The struggling Art Institute system, which earlier this month announced plans to shutter 18 campuses by the end of the year, is coming under fire from former students who are accusing the school of fraud and predatory loan practices.
Under President Barack Obama, the Department of Education had cracked down on for-profit schools, but President Donald Trump’s administration appears to have eased the pressure on such institutions considerably.
Students are calling on the Department of Education to enforce an Obama-era regulation that would erase debts accrued at predatory schools of higher learning, according to CNBC. The Art Institutes’ financial aid offices, students say, would routinely call students to inform them that their student loans had run out and pressure them to take on more debt. The bill for a two-year associate’s degree could run as much as $90,000 and leave students with little to show for it, according to some alumni.
On the I am AI Facebook group page, some students claim that high interest rates have doubled the principal of their loans. “I have two loans totaling 13k with interest rates of nearly 9 percent and 11 percent,” wrote Sam Kotowski, asking for advice about refinancing private loans. “I have paid these fully since 2012 and, while it hasn’t grown, the total balance has only decreased about $300 when I have paid about 14k on them.
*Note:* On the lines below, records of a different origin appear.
//! # Column Schema
//!
//! Every node carries the same fixed row of seven typed cells:
//!
//! ```text
//! | order | name | value | type | reference | id | description |
//! |  i32  | text | text  | text |  ItemId?  | ItemId? | text   |
//! ```
//!
//! The column keys double as attribute names in the exchange format.

use crate::error::CellError;
use crate::id::ItemId;
use crate::kind::ItemKind;
use crate::result::CellResult;
use serde::{Deserialize, Serialize};
use std::fmt;

#[derive(Debug, Clone, Copy, PartialEq, Eq, Hash, PartialOrd, Ord, Serialize, Deserialize)]
#[serde(rename_all = "lowercase")]
pub enum Column {
    Order,
    Name,
    Value,
    Type,
    Reference,
    Id,
    Description,
}

impl Column {
    pub const COUNT: usize = 7;

    pub const ALL: [Column; Column::COUNT] = [
        Column::Order,
        Column::Name,
        Column::Value,
        Column::Type,
        Column::Reference,
        Column::Id,
        Column::Description,
    ];

    pub fn index(self) -> usize {
        self as usize
    }

    pub fn from_index(index: usize) -> Option<Self> {
        Self::ALL.get(index).copied()
    }

    /// Attribute key used by the exchange format
    pub fn key(self) -> &'static str {
        match self {
            Column::Order => "order",
            Column::Name => "name",
            Column::Value => "value",
            Column::Type => "type",
            Column::Reference => "reference",
            Column::Id => "id",
            Column::Description => "description",
        }
    }

    pub fn from_key(key: &str) -> Option<Self> {
        Self::ALL.into_iter().find(|column| column.key() == key)
    }

    pub fn header(self) -> &'static str {
        match self {
            Column::Order => "Order",
            Column::Name => "Name",
            Column::Value => "Value",
            Column::Type => "Type",
            Column::Reference => "Reference",
            Column::Id => "Id",
            Column::Description => "Description",
        }
    }

    /// True for the two columns that feed the identity registry
    pub fn is_identity(self) -> bool {
        matches!(self, Column::Reference | Column::Id)
    }
}

/// A single typed cell value
#[derive(Debug, Clone, PartialEq, Eq, Serialize, Deserialize)]
#[serde(untagged)]
pub enum CellValue {
    Order(i32),
    Identity(Option<ItemId>),
    Text(String),
}

impl CellValue {
    /// Parse user-entered text for the given column
    pub fn parse(column: Column, text: &str) -> CellResult<Self> {
        match column {
            Column::Order => text
                .trim()
                .parse::<i32>()
                .map(CellValue::Order)
                .map_err(|_| CellError::InvalidOrder(text.to_string())),
            Column::Reference | Column::Id => {
                if text.trim().is_empty() {
                    Ok(CellValue::Identity(None))
                } else {
                    ItemId::parse(text)
                        .map(|id| CellValue::Identity(Some(id)))
                        .ok_or_else(|| CellError::InvalidIdentity(text.to_string()))
                }
            }
            _ => Ok(CellValue::Text(text.to_string())),
        }
    }

    fn type_name(&self) -> &'static str {
        match self {
            CellValue::Order(_) => "order",
            CellValue::Identity(_) => "identity",
            CellValue::Text(_) => "text",
        }
    }

    pub fn as_text(&self) -> Option<&str> {
        match self {
            CellValue::Text(text) => Some(text),
            _ => None,
        }
    }

    pub fn as_identity(&self) -> Option<ItemId> {
        match self {
            CellValue::Identity(id) => *id,
            _ => None,
        }
    }
}

impl fmt::Display for CellValue {
    fn fmt(&self, f: &mut fmt::Formatter<'_>) -> fmt::Result {
        match self {
            CellValue::Order(order) => write!(f, "{:03}", order),
            CellValue::Identity(Some(id)) => write!(f, "{}", id),
            CellValue::Identity(None) => Ok(()),
            CellValue::Text(text) => f.write_str(text),
        }
    }
}

impl From<&str> for CellValue {
    fn from(text: &str) -> Self {
        CellValue::Text(text.to_string())
    }
}

impl From<String> for CellValue {
    fn from(text: String) -> Self {
        CellValue::Text(text)
    }
}

impl From<i32> for CellValue {
    fn from(order: i32) -> Self {
        CellValue::Order(order)
    }
}

impl From<Option<ItemId>> for CellValue {
    fn from(id: Option<ItemId>) -> Self {
        CellValue::Identity(id)
    }
}

/// The fixed-width row of cells stored on every node
#[derive(Debug, Clone, Default, PartialEq, Eq, Serialize, Deserialize)]
#[serde(rename_all = "camelCase")]
pub struct Cells {
    pub order: i32,
    pub name: String,
    pub value: String,
    pub item_type: String,
    pub reference: Option<ItemId>,
    pub id: Option<ItemId>,
    pub description: String,
}

impl Cells {
    pub fn new(name: impl Into<String>, value: impl Into<String>) -> Self {
        Self {
            name: name.into(),
            value: value.into(),
            ..Self::default()
        }
    }

    /// A plain name/value variant row
    pub fn variant(order: i32, name: impl Into<String>, value: impl Into<String>) -> Self {
        Self {
            order,
            ..Self::new(name, value)
        }
    }

    /// A preset row carrying a fresh identity
    pub fn preset(name: impl Into<String>, item_type: impl Into<String>) -> Self {
        Self {
            name: name.into(),
            item_type: item_type.into(),
            id: Some(ItemId::new()),
            ..Self::default()
        }
    }

    /// A reference row pointing at `target`
    pub fn reference(name: impl Into<String>, target: ItemId) -> Self {
        Self {
            name: name.into(),
            reference: Some(target),
            ..Self::default()
        }
    }

    pub fn with_order(mut self, order: i32) -> Self {
        self.order = order;
        self
    }

    pub fn with_type(mut self, item_type: impl Into<String>) -> Self {
        self.item_type = item_type.into();
        self
    }

    pub fn with_id(mut self, id: Option<ItemId>) -> Self {
        self.id = id;
        self
    }

    pub fn with_description(mut self, description: impl Into<String>) -> Self {
        self.description = description.into();
        self
    }

    pub fn get(&self, column: Column) -> CellValue {
        match column {
            Column::Order => CellValue::Order(self.order),
            Column::Name => CellValue::Text(self.name.clone()),
            Column::Value => CellValue::Text(self.value.clone()),
            Column::Type => CellValue::Text(self.item_type.clone()),
            Column::Reference => CellValue::Identity(self.reference),
            Column::Id => CellValue::Identity(self.id),
            Column::Description => CellValue::Text(self.description.clone()),
        }
    }

    /// Write a cell and hand back the value it replaced
    pub fn set(&mut self, column: Column, value: CellValue) -> CellResult<CellValue> {
        let previous = self.get(column);
        match (column, value) {
            (Column::Order, CellValue::Order(order)) => self.order = order,
            (Column::Reference, CellValue::Identity(id)) => self.reference = id,
            (Column::Id, CellValue::Identity(id)) => self.id = id,
            (Column::Name, CellValue::Text(text)) => self.name = text,
            (Column::Value, CellValue::Text(text)) => self.value = text,
            (Column::Type, CellValue::Text(text)) => self.item_type = text,
            (Column::Description, CellValue::Text(text)) => self.description = text,
            (column, value) => {
                return Err(CellError::TypeMismatch {
                    column,
                    found: value.type_name(),
                })
            }
        }
        Ok(previous)
    }

    /// Text shown for a column
    pub fn display(&self, column: Column) -> String {
        self.get(column).to_string()
    }

    pub fn kind(&self) -> ItemKind {
        ItemKind::derive(self)
    }
}
//! Identity compaction tables.
//!
//! Saving maps each distinct [`ItemId`] to `1, 2, 3, ...` in first-seen
//! order. Loading maps each distinct wire token to a freshly minted id.
//! Both tables live for exactly one save or load.

use knecht_common::ItemId;
use std::collections::HashMap;

#[derive(Debug, Default)]
pub struct IdCompactor {
    ids: HashMap<ItemId, u32>,
}

impl IdCompactor {
    pub fn new() -> Self {
        Self::default()
    }

    pub fn compact(&mut self, id: ItemId) -> u32 {
        let next = self.ids.len() as u32 + 1;
        *self.ids.entry(id).or_insert(next)
    }

    pub fn len(&self) -> usize {
        self.ids.len()
    }

    pub fn is_empty(&self) -> bool {
        self.ids.is_empty()
    }
}

#[derive(Debug, Default)]
pub struct IdExpander {
    ids: HashMap<String, ItemId>,
}

impl IdExpander {
    pub fn new() -> Self {
        Self::default()
    }

    /// Identity for a wire token. Blank tokens carry no identity.
    pub fn expand(&mut self, token: &str) -> Option<ItemId> {
        let token = token.trim();
        if token.is_empty() {
            return None;
        }
        Some(*self.ids.entry(token.to_string()).or_insert_with(ItemId::new))
    }

    pub fn len(&self) -> usize {
        self.ids.len()
    }

    pub fn is_empty(&self) -> bool {
        self.ids.is_empty()
    }
}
Several photographs show students protesting the high cost of their tuition and the resulting debt. The group has some 7,000 members, but a whitehouse.gov petition calling for loan forgiveness for AI students has thus far only attracted 159 signatures.
Debt-ridden students protest the Art Institutes. Photo by Arya Nymeria, courtesy of the I am AI Facebook group.
The law protecting students was set to take effect in June of last year, but its implementation has faced numerous delays under Secretary of Education Betsy De Vos, and may instead be dismantled. She has criticized the rule’s push for loan forgiveness, saying at a 2017 conference that “all one had to do was raise his or her hands to be entitled to so-called free money.”
De Vos’s Department of Education has not filled any requests for debt forgiveness, and a team tasked with investigating possible fraudulent activities at for-profit institutions has shrunk to just three employees, ceasing much of its activities, according to the New York Times. (The department did not respond to inquiries from artnet News.)
In May of this year, the Times editorial board released an opinion piece accusing the Trump administration of aiding the for-profit college system’s efforts to defraud college students. De Vos has hired officials with known ties to for-profit colleges, such as senior policy advisor Diane Auer Jones. The department’s much-diminished investigative team is now led by Julian Schmoke, a former dean of DeVry Education Group, once a target of the probe.
Debt-ridden students protest the Art Institutes. Photo by Arya Nymeria, courtesy of the I am AI Facebook group.
Just before Trump took office, the Department of Education released a list of over 800 college programs that leave their students in more debt than can be reasonably repaid. If loan payments were too great a percentage of the average graduate’s income, a school would become ineligible for taxpayer-funded federal student aid programs. The list included many of the Art Institutes.
At the time, the Art Institutes were a for-profit chain owned by Education Management Corp, which paid a $95 million settlement in 2015 due to consumer fraud and other violations. As part of the deal, the school agreed to forgive more than $102.8 million in debt from some 80,000 former students—but only about $1,300 each.
Early last year, Dream Center Education Holdings, part of faith-based Los Angeles charity the Dream Center, purchased the 31 Art Institute schools, as well as the Argosy University and South University schools, from Education Management for $60 million.
Debt-ridden students protest the Art Institutes. Photo by Arya Nymeria, courtesy of the I am AI Facebook group.
Dream Center moved to convert the schools into nonprofits. (The approval from the Department of Education is still pending.)
“Amazing how the government just let them settle and not restructure anything about their organization to improve the quality standards of education,” wrote former AI student Kali Koller on Facebook, noting she was citing the 2015 settlement in her borrower’s defense application.
Education Management filed for bankruptcy last month, and the company’s website has been shut down. However, an edmc.edu account sent an email in response to an artnet News inquiry addressed to the Dream Center newsroom email. Despite the conflation of the two companies’ emails, the message insisted that Education Management’s “bankruptcy filing is in no way associated with Dream Center Education Holdings.” Neither organization responded to further request for comment.